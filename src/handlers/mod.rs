pub mod appointments;
pub mod schedule;
pub mod suggestions;
//! Serde helpers for calendar dates.
//!
//! Clients send either a plain `YYYY-MM-DD` date or a full RFC 3339 timestamp.
//! Timestamps keep the calendar day as written; time of day and offset are dropped.

use chrono::{DateTime, NaiveDate};
use serde::{Deserialize, Deserializer, Serializer};

pub fn parse(value: &str) -> Option<NaiveDate> {
    let value = value.trim();
    NaiveDate::parse_from_str(value, "%Y-%m-%d")
        .ok()
        .or_else(|| DateTime::parse_from_rfc3339(value).ok().map(|dt| dt.date_naive()))
}

pub fn serialize<S: Serializer>(date: &NaiveDate, serializer: S) -> Result<S::Ok, S::Error> {
    serializer.collect_str(&date.format("%Y-%m-%d"))
}

pub fn deserialize<'de, D: Deserializer<'de>>(deserializer: D) -> Result<NaiveDate, D::Error> {
    let raw = String::deserialize(deserializer)?;
    parse(&raw).ok_or_else(|| serde::de::Error::custom(format!("invalid date: {raw}")))
}

pub mod option {
    use chrono::NaiveDate;
    use serde::{Deserialize, Deserializer};

    pub fn deserialize<'de, D: Deserializer<'de>>(
        deserializer: D,
    ) -> Result<Option<NaiveDate>, D::Error> {
        match Option::<String>::deserialize(deserializer)? {
            Some(raw) => super::parse(&raw)
                .map(Some)
                .ok_or_else(|| serde::de::Error::custom(format!("invalid date: {raw}"))),
            None => Ok(None),
        }
    }
}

* * * * * * *

• [WORK REQUIRED] What lines in the material above hold the word "DateTime"? Pull them out.

• [RESPONSE BELOW]
use chrono::{DateTime, NaiveDate};
        .or_else(|| DateTime::parse_from_rfc3339(value).ok().map(|dt| dt.date_naive()))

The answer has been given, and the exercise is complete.